• [Assignment] Go through the lines below and copy each one that holds the string "configuration".

___ Source data ___

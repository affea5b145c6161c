//! Output formatting for the CLI.

use builder_engine::CategoryStatus;
use console::style;
use indicatif::{ProgressBar, ProgressStyle};

/// Output handler for CLI messages.
#[derive(Clone)]
pub struct Output {
    verbose: bool,
    json: bool,
}

impl Output {
    pub fn new(verbose: bool, json: bool) -> Self {
        Self { verbose, json }
    }

    pub fn info(&self, msg: &str) {
        if self.json {
            return;
        }
        println!("{} {}", style("ℹ").blue(), msg);
    }

    pub fn success(&self, msg: &str) {
        if self.json {
            return;
        }
        println!("{} {}", style("✓").green(), msg);
    }

    pub fn warn(&self, msg: &str) {
        if self.json {
            return;
        }
        eprintln!("{} {}", style("⚠").yellow(), msg);
    }

    pub fn error(&self, msg: &str) {
        if self.json {
            eprintln!("{}", serde_json::json!({ "error": msg }));
            return;
        }
        eprintln!("{} {}", style("✗").red(), style(msg).red());
    }

    /// Print a debug message (only in verbose mode).
    pub fn debug(&self, msg: &str) {
        if !self.verbose || self.json {
            return;
        }
        eprintln!("{} {}", style("→").dim(), style(msg).dim());
    }

    pub fn header(&self, msg: &str) {
        if self.json {
            return;
        }
        println!("\n{}", style(msg).bold().underlined());
    }

    pub fn json<T: serde::Serialize>(&self, value: &T) {
        if let Ok(json) = serde_json::to_string_pretty(value) {
            println!("{}", json);
        }
    }

    pub fn kv(&self, key: &str, value: &str) {
        if self.json {
            return;
        }
        println!("  {}: {}", style(key).dim(), value);
    }

    pub fn list_item(&self, item: &str) {
        if self.json {
            return;
        }
        println!("  {} {}", style("•").dim(), item);
    }

    pub fn table_row(&self, cols: &[&str], widths: &[usize]) {
        if self.json {
            return;
        }
        let formatted: Vec<String> = cols
            .iter()
            .zip(widths.iter())
            .map(|(col, width)| format!("{:width$}", col, width = width))
            .collect();
        println!("  {}", formatted.join("  "));
    }

    /// Percentage bar for prefetch progress.
    pub fn progress(&self, msg: &str) -> ProgressBar {
        if self.json {
            return ProgressBar::hidden();
        }

        let pb = ProgressBar::new(100);
        let bar = ProgressStyle::default_bar()
            .template("{spinner:.green} [{bar:40.cyan/blue}] {pos:>3}% {msg}")
            .unwrap_or_else(|_| ProgressStyle::default_bar())
            .progress_chars("#>-");
        pb.set_style(bar);
        pb.set_message(msg.to_string());
        pb
    }

    /// Spinner for indeterminate work, e.g. a cart submission.
    pub fn spinner(&self, msg: &str) -> ProgressBar {
        if self.json {
            return ProgressBar::hidden();
        }

        let pb = ProgressBar::new_spinner();
        let spin = ProgressStyle::default_spinner()
            .template("{spinner:.green} {msg}")
            .unwrap_or_else(|_| ProgressStyle::default_spinner());
        pb.set_style(spin);
        pb.set_message(msg.to_string());
        pb.enable_steady_tick(std::time::Duration::from_millis(100));
        pb
    }

    pub fn is_json(&self) -> bool {
        self.json
    }
}

/// Colored label for a category's fetch status.
pub fn category_badge(status: Option<&CategoryStatus>) -> String {
    match status {
        Some(CategoryStatus::Loaded(n)) => style(format!("{n} items")).green().to_string(),
        Some(CategoryStatus::Empty) => style("empty").dim().to_string(),
        Some(CategoryStatus::Failed(reason)) => style(format!("failed: {reason}")).red().to_string(),
        None => style("not fetched").yellow().to_string(),
    }
}

/// Plain label for a category's fetch status, used in JSON output.
pub fn category_label(status: Option<&CategoryStatus>) -> String {
    match status {
        Some(CategoryStatus::Loaded(_)) => "loaded".to_string(),
        Some(CategoryStatus::Empty) => "empty".to_string(),
        Some(CategoryStatus::Failed(_)) => "failed".to_string(),
        None => "pending".to_string(),
    }
}

#[cfg(test)]
mod tests {
    use super::*;

    #[test]
    fn test_category_label() {
        assert_eq!(category_label(Some(&CategoryStatus::Loaded(3))), "loaded");
        assert_eq!(category_label(Some(&CategoryStatus::Failed("503".into()))), "failed");
        assert_eq!(category_label(None), "pending");
    }
}
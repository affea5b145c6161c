//! Component slot definitions.

use serde::{Deserialize, Serialize};

use crate::ids::{CategoryKey, SlotKey};

/// One configurable position of the bundle and the categories that feed it.
///
/// This is configuration, not runtime state.
#[derive(Debug, Clone, PartialEq, Eq, Serialize, Deserialize)]
pub struct ComponentSlot {
    #[serde(rename = "key")]
    pub slot_key: SlotKey,
    pub label: String,
    /// Categories offered by this slot, in tab order.
    #[serde(rename = "categories")]
    pub category_keys: Vec<CategoryKey>,
    #[serde(default, rename = "multi")]
    pub is_multi_select: bool,
    /// Attribute used for the chooser's "type" filter.
    #[serde(default, skip_serializing_if = "Option::is_none")]
    pub type_attribute_key: Option<String>,
    /// Attribute used for the chooser's "capacity" filter.
    #[serde(default, skip_serializing_if = "Option::is_none")]
    pub capacity_attribute_key: Option<String>,
}

impl ComponentSlot {
    /// Create a single-select slot.
    pub fn single<I, C>(key: impl Into<SlotKey>, label: impl Into<String>, categories: I) -> Self
    where
        I: IntoIterator<Item = C>,
        C: Into<CategoryKey>,
    {
        Self {
            slot_key: key.into(),
            label: label.into(),
            category_keys: categories.into_iter().map(Into::into).collect(),
            is_multi_select: false,
            type_attribute_key: None,
            capacity_attribute_key: None,
        }
    }

    /// Create a multi-select slot.
    pub fn multi<I, C>(key: impl Into<SlotKey>, label: impl Into<String>, categories: I) -> Self
    where
        I: IntoIterator<Item = C>,
        C: Into<CategoryKey>,
    {
        Self {
            is_multi_select: true,
            ..Self::single(key, label, categories)
        }
    }

    pub fn with_type_attribute(mut self, key: impl Into<String>) -> Self {
        self.type_attribute_key = Some(key.into());
        self
    }

    pub fn with_capacity_attribute(mut self, key: impl Into<String>) -> Self {
        self.capacity_attribute_key = Some(key.into());
        self
    }

    /// True when the chooser shows one tab per category.
    pub fn has_category_tabs(&self) -> bool {
        self.category_keys.len() > 1
    }
}

/// The stock PC-builder configuration.
pub fn default_slots() -> Vec<ComponentSlot> {
    vec![
        ComponentSlot::single("cpu", "Processor", ["cpu"]).with_type_attribute("socket"),
        ComponentSlot::single("motherboard", "Motherboard", ["motherboard"])
            .with_type_attribute("socket")
            .with_capacity_attribute("form-factor"),
        ComponentSlot::single("memory", "Memory", ["memory"])
            .with_type_attribute("memory-type")
            .with_capacity_attribute("capacity"),
        ComponentSlot::single("gpu", "Graphics Card", ["gpu"]).with_capacity_attribute("vram"),
        ComponentSlot::multi("storage", "Storage", ["ssd", "hdd"])
            .with_type_attribute("interface")
            .with_capacity_attribute("capacity"),
        ComponentSlot::single("case", "Case", ["case"]).with_type_attribute("form-factor"),
        ComponentSlot::single("psu", "Power Supply", ["psu"]).with_capacity_attribute("wattage"),
        ComponentSlot::single("cooler", "CPU Cooler", ["air-cooler", "liquid-cooler"]),
        ComponentSlot::multi("fans", "Case Fans", ["fans"]).with_capacity_attribute("size"),
    ]
}

#[cfg(test)]
mod tests {
    use super::*;

    #[test]
    fn test_default_slot_keys_are_unique() {
        let slots = default_slots();
        let mut keys: Vec<_> = slots.iter().map(|s| s.slot_key.clone()).collect();
        keys.sort();
        keys.dedup();
        assert_eq!(keys.len(), slots.len());
    }

    #[test]
    fn test_multi_slot() {
        let slot = ComponentSlot::multi("fans", "Case Fans", ["fans"]);
        assert!(slot.is_multi_select);
        assert!(!slot.has_category_tabs());
    }

    #[test]
    fn test_slot_from_config_json() {
        let slot: ComponentSlot = serde_json::from_value(serde_json::json!({
            "key": "storage",
            "label": "Storage",
            "categories": ["ssd", "hdd"],
            "multi": true,
            "capacity_attribute_key": "capacity"
        }))
        .unwrap();
        assert!(slot.is_multi_select);
        assert!(slot.has_category_tabs());
        assert_eq!(slot.capacity_attribute_key.as_deref(), Some("capacity"));
        assert_eq!(slot.type_attribute_key, None);
    }
}
//! HTTP client and store API contract for the bundle builder.
//!
//! Provides a small builder API over a pluggable transport, plus the typed
//! catalog-read and cart-write calls the selection engine drives.
//!
//! # Example
//!
//! ```rust,ignore
//! use std::rc::Rc;
//! use std::time::Duration;
//! use builder_data::{CatalogApi, EndpointConfig, ReqwestTransport, StoreClient};
//!
//! let transport = Rc::new(ReqwestTransport::new(Duration::from_secs(10))?);
//! let config = EndpointConfig::new("https://shop.example/api", "https://shop.example/cart")
//!     .with_request_nonce(nonce);
//! let store = StoreClient::new(transport, config);
//!
//! let cpus = store.fetch_category(&"cpu".into()).await?;
//! ```

mod client;
mod error;
mod request;
mod response;
mod store;
mod transport;

pub use client::{ClientRequestBuilder, FetchClient};
pub use error::FetchError;
pub use request::{Method, Request, RequestBuilder};
pub use response::Response;
pub use store::{
    BatchEndpoint, CartApi, CatalogApi, EndpointConfig, StoreClient, CART_NONCE_HEADER,
    REQUEST_NONCE_HEADER,
};
pub use transport::HttpTransport;

#[cfg(not(target_arch = "wasm32"))]
pub use transport::ReqwestTransport;

#[cfg(target_arch = "wasm32")]
pub use transport::SpinTransport;

/// Prelude for convenient imports.
pub mod prelude {
    pub use crate::{
        BatchEndpoint, CartApi, CatalogApi, EndpointConfig, FetchError, HttpTransport, Response,
        StoreClient,
    };
}
//! Money type for item prices and bundle totals.
//!
//! Uses cents-based integer representation so that summing many unit
//! prices never drifts the way floating-point sums do.

use serde::{Deserialize, Serialize};
use std::fmt;
use std::iter::Sum;
use std::ops::Add;

use crate::CommerceError;

/// Supported currencies.
#[derive(Debug, Clone, Copy, PartialEq, Eq, Hash, Serialize, Deserialize, Default)]
pub enum Currency {
    #[default]
    USD,
    EUR,
    GBP,
}

impl Currency {
    /// Get the currency code (e.g., "USD").
    pub fn code(&self) -> &'static str {
        match self {
            Currency::USD => "USD",
            Currency::EUR => "EUR",
            Currency::GBP => "GBP",
        }
    }

    /// Get the currency symbol (e.g., "$").
    pub fn symbol(&self) -> &'static str {
        match self {
            Currency::USD => "$",
            Currency::EUR => "\u{20ac}",
            Currency::GBP => "\u{00a3}",
        }
    }

    /// Parse a currency code string.
    pub fn from_code(code: &str) -> Option<Self> {
        match code.to_uppercase().as_str() {
            "USD" => Some(Currency::USD),
            "EUR" => Some(Currency::EUR),
            "GBP" => Some(Currency::GBP),
            _ => None,
        }
    }
}

impl fmt::Display for Currency {
    fn fmt(&self, f: &mut fmt::Formatter<'_>) -> fmt::Result {
        f.write_str(self.code())
    }
}

/// A monetary value with currency, stored in cents.
#[derive(Debug, Clone, Copy, PartialEq, Eq, Hash, Serialize, Deserialize, Default)]
pub struct Money {
    /// Amount in cents.
    pub amount_cents: i64,
    /// The currency.
    pub currency: Currency,
}

impl Money {
    /// Create a new Money value from cents.
    pub fn new(amount_cents: i64, currency: Currency) -> Self {
        Self {
            amount_cents,
            currency,
        }
    }

    /// Create a Money value from a decimal amount, rounding to the nearest cent.
    ///
    /// ```
    /// use builder_commerce::money::{Money, Currency};
    /// let price = Money::from_decimal(349.99, Currency::USD);
    /// assert_eq!(price.amount_cents, 34999);
    /// ```
    pub fn from_decimal(amount: f64, currency: Currency) -> Self {
        Self::new((amount * 100.0).round() as i64, currency)
    }

    /// Create a zero amount in the given currency.
    pub fn zero(currency: Currency) -> Self {
        Self::new(0, currency)
    }

    /// Check if this is zero.
    pub fn is_zero(&self) -> bool {
        self.amount_cents == 0
    }

    /// Try to add another Money value.
    pub fn try_add(&self, other: &Money) -> Result<Money, CommerceError> {
        if self.currency != other.currency {
            return Err(CommerceError::CurrencyMismatch {
                expected: self.currency.code().to_string(),
                got: other.currency.code().to_string(),
            });
        }
        Ok(Money::new(
            self.amount_cents.saturating_add(other.amount_cents),
            self.currency,
        ))
    }

    /// Format with symbol and thousands separators (e.g., "$1,234.56").
    pub fn display(&self) -> String {
        let sign = if self.amount_cents < 0 { "-" } else { "" };
        let cents = self.amount_cents.unsigned_abs();
        format!(
            "{}{}{}.{:02}",
            sign,
            self.currency.symbol(),
            group_thousands(cents / 100),
            cents % 100
        )
    }
}

/// Insert a comma between every group of three digits.
fn group_thousands(value: u64) -> String {
    let digits = value.to_string();
    let mut out = String::with_capacity(digits.len() + digits.len() / 3);
    for (i, ch) in digits.chars().enumerate() {
        if i > 0 && (digits.len() - i) % 3 == 0 {
            out.push(',');
        }
        out.push(ch);
    }
    out
}

impl Add for Money {
    type Output = Money;

    /// Adds cents without a currency check. Amounts of unknown currency
    /// go through [`Money::try_add`] first.
    fn add(self, other: Money) -> Money {
        Money::new(
            self.amount_cents.saturating_add(other.amount_cents),
            self.currency,
        )
    }
}

impl Sum for Money {
    fn sum<I: Iterator<Item = Money>>(iter: I) -> Money {
        iter.fold(Money::default(), |acc, m| acc + m)
    }
}

impl<'a> Sum<&'a Money> for Money {
    fn sum<I: Iterator<Item = &'a Money>>(iter: I) -> Money {
        iter.copied().sum()
    }
}

impl fmt::Display for Money {
    fn fmt(&self, f: &mut fmt::Formatter<'_>) -> fmt::Result {
        f.write_str(&self.display())
    }
}

#[cfg(test)]
mod tests {
    use super::*;

    #[test]
    fn test_money_from_decimal() {
        assert_eq!(Money::from_decimal(49.99, Currency::USD).amount_cents, 4999);
        assert_eq!(Money::from_decimal(0.005, Currency::USD).amount_cents, 1);
    }

    #[test]
    fn test_money_display() {
        assert_eq!(Money::new(4999, Currency::USD).display(), "$49.99");
        assert_eq!(Money::new(0, Currency::USD).display(), "$0.00");
        assert_eq!(Money::new(123456, Currency::USD).display(), "$1,234.56");
        assert_eq!(Money::new(100000000, Currency::USD).display(), "$1,000,000.00");
        assert_eq!(Money::new(-250, Currency::GBP).display(), "-\u{00a3}2.50");
    }

    #[test]
    fn test_money_sum() {
        let prices = [
            Money::new(1000, Currency::USD),
            Money::new(2550, Currency::USD),
        ];
        let total: Money = prices.iter().sum();
        assert_eq!(total.amount_cents, 3550);
    }

    #[test]
    fn test_empty_sum_is_zero() {
        let total: Money = std::iter::empty::<Money>().sum();
        assert!(total.is_zero());
        assert_eq!(total.currency, Currency::USD);
    }

    #[test]
    fn test_try_add_currency_mismatch() {
        let usd = Money::new(1000, Currency::USD);
        let eur = Money::new(1000, Currency::EUR);
        assert!(matches!(
            usd.try_add(&eur),
            Err(CommerceError::CurrencyMismatch { .. })
        ));
    }

    #[test]
    fn test_currency_from_code() {
        assert_eq!(Currency::from_code("usd"), Some(Currency::USD));
        assert_eq!(Currency::from_code("JPY"), None);
    }
}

___

• [Reply]
/// This is configuration, not runtime state.
/// The stock PC-builder configuration.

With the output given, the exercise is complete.